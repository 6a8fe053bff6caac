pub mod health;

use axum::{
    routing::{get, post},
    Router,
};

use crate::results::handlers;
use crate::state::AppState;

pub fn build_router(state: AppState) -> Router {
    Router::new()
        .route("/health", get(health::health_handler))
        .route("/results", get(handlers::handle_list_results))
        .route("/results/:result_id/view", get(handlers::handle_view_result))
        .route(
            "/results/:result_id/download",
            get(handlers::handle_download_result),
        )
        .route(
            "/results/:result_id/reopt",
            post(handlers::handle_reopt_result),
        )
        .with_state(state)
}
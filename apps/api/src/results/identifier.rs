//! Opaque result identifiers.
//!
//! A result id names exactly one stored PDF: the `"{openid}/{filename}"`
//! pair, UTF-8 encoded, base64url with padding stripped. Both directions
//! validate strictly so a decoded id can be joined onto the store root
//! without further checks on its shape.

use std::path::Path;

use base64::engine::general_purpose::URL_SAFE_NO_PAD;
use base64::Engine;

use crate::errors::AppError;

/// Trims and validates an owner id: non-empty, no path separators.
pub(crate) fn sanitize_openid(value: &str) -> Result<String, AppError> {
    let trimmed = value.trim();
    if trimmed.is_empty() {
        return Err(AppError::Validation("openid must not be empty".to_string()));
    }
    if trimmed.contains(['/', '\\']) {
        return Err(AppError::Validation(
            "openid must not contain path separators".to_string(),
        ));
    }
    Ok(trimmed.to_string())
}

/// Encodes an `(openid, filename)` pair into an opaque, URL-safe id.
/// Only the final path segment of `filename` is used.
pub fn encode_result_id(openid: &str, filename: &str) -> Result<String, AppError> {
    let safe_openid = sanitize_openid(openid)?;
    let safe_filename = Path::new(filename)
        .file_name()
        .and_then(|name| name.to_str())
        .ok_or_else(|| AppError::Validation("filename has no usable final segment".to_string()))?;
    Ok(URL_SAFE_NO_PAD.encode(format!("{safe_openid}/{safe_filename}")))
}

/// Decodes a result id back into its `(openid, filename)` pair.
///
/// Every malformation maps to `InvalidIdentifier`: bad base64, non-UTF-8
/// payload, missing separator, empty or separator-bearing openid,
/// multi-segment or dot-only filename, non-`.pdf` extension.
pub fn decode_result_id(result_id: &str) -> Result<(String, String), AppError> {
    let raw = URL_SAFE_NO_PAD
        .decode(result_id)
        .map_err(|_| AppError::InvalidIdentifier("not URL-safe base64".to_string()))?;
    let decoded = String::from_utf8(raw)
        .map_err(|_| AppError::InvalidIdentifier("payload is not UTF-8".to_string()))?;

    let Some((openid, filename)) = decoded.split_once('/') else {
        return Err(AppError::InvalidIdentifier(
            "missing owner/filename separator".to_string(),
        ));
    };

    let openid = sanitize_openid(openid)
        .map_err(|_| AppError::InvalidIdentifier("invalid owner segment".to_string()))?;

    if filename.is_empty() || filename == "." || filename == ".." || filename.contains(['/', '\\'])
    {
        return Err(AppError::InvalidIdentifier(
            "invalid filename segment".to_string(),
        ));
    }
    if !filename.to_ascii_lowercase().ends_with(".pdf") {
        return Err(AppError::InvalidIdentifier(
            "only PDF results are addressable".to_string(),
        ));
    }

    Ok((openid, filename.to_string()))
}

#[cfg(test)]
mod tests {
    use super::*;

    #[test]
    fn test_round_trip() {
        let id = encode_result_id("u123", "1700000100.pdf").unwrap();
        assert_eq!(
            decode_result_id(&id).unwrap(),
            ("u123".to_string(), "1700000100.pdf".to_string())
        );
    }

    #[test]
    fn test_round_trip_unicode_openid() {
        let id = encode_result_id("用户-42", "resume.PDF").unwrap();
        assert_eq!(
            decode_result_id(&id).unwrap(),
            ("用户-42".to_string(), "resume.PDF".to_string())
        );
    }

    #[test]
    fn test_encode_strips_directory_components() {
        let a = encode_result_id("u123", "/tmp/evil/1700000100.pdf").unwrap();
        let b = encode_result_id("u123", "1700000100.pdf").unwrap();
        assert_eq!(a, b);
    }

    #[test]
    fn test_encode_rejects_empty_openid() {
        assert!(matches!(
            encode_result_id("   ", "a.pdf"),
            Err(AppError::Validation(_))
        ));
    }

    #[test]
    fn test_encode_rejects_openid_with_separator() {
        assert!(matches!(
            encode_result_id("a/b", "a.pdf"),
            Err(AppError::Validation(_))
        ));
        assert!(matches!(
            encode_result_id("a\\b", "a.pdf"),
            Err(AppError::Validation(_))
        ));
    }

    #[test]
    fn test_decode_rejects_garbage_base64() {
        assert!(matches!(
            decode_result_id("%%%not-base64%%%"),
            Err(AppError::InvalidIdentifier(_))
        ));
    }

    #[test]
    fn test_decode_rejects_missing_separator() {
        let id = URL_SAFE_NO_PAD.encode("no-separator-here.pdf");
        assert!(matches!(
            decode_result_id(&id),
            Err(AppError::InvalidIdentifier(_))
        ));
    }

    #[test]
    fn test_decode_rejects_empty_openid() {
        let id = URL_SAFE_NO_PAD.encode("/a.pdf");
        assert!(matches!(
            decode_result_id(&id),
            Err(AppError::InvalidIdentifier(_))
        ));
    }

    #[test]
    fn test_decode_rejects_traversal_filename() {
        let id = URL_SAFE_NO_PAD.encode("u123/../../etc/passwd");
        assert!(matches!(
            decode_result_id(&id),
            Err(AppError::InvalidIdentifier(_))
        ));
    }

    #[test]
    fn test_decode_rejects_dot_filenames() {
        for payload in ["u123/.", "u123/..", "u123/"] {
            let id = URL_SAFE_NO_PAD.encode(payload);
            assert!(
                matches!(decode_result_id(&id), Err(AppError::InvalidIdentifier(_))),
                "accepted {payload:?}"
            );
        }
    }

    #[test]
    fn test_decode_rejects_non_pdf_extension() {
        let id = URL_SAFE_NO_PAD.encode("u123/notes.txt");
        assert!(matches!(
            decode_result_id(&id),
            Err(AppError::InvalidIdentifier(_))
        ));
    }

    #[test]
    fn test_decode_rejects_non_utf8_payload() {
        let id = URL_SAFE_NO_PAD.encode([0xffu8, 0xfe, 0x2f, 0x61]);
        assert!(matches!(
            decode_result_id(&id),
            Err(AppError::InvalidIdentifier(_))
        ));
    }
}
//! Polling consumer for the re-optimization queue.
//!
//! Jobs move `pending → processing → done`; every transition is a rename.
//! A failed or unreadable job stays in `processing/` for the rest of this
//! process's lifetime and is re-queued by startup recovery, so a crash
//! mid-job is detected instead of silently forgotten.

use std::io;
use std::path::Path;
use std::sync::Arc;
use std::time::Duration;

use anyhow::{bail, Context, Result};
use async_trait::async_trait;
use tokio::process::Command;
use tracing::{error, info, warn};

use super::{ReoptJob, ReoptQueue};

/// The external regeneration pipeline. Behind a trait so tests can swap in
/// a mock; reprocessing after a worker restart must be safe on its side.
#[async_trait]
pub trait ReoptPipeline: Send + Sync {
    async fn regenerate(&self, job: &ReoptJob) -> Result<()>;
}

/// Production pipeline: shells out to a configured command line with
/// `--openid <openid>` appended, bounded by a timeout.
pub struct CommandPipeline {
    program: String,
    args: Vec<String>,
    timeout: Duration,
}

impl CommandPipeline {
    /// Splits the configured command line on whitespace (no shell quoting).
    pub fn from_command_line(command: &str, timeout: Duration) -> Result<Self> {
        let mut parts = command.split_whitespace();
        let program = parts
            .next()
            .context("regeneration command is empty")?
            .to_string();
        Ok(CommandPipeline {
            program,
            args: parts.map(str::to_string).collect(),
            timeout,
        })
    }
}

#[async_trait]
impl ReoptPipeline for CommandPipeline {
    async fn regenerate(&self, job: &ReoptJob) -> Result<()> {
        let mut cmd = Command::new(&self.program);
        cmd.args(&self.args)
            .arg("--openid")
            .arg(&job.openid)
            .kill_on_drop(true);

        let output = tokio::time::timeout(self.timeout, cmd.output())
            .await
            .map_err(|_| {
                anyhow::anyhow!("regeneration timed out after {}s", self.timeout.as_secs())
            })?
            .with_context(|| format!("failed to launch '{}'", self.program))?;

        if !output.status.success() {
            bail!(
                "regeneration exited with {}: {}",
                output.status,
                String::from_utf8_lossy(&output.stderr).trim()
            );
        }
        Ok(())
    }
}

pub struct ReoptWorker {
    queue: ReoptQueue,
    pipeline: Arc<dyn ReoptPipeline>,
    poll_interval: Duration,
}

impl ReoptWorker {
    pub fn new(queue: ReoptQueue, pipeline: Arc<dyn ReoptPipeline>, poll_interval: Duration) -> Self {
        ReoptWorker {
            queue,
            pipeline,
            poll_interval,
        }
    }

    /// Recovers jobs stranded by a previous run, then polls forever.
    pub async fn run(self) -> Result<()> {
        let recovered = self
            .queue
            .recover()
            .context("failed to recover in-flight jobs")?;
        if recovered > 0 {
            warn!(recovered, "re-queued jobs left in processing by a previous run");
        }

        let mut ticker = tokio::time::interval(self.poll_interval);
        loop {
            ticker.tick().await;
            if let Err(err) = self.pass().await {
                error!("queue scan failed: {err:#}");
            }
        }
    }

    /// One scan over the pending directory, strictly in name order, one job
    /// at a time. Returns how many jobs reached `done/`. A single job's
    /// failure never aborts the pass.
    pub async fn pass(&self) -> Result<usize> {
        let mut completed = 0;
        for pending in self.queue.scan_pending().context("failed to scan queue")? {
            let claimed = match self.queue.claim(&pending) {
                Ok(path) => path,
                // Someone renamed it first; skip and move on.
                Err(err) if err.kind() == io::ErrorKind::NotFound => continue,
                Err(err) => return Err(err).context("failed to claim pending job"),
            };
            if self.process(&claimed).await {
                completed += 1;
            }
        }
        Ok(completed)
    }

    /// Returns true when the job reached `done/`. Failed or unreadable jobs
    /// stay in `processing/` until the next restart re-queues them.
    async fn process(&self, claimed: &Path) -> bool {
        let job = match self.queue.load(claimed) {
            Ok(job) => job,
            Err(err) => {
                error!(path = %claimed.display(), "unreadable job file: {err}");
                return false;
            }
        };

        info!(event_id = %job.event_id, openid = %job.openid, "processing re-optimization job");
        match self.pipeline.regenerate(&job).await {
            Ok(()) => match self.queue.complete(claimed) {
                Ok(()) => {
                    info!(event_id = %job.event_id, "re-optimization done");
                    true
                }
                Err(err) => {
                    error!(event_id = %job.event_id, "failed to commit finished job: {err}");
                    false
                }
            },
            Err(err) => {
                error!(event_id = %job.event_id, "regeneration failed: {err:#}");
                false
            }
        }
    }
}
────────────────
Assignment = Within the material above, find the lines that contain the word "previous"; copy them.

Answer to this exercise =
    /// Recovers jobs stranded by a previous run, then polls forever.
            warn!(recovered, "re-queued jobs left in processing by a previous run");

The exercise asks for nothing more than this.